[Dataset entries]
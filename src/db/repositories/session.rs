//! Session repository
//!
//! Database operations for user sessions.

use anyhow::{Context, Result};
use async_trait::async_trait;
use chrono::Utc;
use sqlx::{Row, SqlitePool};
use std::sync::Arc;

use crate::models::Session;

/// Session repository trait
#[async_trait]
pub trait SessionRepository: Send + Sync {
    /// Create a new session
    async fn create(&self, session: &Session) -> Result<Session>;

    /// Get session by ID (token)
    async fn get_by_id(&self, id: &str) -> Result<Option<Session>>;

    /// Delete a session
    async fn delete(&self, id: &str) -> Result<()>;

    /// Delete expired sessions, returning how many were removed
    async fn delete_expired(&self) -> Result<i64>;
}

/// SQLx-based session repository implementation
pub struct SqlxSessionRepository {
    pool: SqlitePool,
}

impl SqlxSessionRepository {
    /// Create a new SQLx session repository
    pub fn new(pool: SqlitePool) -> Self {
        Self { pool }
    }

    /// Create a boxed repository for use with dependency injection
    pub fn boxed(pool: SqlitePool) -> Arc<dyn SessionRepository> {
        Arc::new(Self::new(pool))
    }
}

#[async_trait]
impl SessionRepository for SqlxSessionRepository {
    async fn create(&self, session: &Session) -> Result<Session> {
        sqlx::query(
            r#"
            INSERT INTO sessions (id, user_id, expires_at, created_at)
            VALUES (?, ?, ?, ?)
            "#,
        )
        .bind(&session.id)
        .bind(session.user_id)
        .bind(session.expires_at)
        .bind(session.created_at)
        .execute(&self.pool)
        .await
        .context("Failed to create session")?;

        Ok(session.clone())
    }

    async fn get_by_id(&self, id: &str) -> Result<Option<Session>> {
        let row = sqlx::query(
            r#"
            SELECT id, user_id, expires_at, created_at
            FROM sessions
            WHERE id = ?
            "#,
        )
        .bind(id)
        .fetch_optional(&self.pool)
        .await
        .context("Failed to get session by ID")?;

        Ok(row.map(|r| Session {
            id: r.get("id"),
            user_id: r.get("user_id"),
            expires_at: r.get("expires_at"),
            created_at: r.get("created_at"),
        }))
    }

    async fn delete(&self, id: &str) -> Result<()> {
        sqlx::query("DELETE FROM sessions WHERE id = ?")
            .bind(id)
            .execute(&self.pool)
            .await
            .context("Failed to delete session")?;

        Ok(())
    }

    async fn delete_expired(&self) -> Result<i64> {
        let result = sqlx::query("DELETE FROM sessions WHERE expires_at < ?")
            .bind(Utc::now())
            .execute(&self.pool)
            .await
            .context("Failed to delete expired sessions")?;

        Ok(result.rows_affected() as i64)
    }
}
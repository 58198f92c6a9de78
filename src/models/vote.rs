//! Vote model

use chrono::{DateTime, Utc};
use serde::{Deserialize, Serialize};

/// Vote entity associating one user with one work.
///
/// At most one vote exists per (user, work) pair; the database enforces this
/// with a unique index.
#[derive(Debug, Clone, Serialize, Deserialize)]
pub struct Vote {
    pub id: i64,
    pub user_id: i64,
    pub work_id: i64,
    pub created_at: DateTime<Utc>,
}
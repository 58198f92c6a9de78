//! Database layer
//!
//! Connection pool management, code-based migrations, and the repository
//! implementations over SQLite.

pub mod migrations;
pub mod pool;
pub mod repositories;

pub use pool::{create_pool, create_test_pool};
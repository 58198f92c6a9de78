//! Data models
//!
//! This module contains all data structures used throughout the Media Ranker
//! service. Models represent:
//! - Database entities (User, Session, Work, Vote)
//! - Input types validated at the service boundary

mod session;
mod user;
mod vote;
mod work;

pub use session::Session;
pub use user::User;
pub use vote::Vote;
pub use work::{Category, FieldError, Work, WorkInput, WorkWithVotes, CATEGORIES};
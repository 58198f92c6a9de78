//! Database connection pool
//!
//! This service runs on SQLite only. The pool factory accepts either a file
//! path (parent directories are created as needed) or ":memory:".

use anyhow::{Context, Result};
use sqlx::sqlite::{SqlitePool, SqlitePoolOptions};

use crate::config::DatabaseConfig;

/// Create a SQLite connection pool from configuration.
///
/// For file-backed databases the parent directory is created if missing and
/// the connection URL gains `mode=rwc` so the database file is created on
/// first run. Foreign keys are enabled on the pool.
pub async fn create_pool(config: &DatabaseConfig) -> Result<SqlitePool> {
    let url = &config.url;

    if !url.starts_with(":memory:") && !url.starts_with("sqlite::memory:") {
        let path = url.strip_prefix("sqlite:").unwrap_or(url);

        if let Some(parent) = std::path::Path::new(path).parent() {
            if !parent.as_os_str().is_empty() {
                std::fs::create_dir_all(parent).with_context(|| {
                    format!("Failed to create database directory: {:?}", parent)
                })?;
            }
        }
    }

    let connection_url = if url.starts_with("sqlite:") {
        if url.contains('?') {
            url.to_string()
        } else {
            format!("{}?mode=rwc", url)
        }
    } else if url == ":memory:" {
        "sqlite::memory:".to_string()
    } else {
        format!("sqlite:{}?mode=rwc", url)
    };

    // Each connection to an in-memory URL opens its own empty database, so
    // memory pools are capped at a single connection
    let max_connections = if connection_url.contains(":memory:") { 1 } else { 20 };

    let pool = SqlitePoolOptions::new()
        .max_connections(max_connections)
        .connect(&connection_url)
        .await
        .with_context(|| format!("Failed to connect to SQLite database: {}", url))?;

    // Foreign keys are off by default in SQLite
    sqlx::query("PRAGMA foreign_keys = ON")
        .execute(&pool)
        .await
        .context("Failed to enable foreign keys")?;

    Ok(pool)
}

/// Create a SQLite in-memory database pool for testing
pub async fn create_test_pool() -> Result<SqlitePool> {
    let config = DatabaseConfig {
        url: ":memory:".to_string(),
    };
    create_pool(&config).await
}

◆ Required work: Copy the records above exactly, beginning at the line that contains "else if url" and stopping after the line that contains "let max_connections = if".

◆ Task result:
    } else if url == ":memory:" {
        "sqlite::memory:".to_string()
    } else {
        format!("sqlite:{}?mode=rwc", url)
    };

    // Each connection to an in-memory URL opens its own empty database, so
    // memory pools are capped at a single connection
    let max_connections = if connection_url.contains(":memory:") { 1 } else { 20 };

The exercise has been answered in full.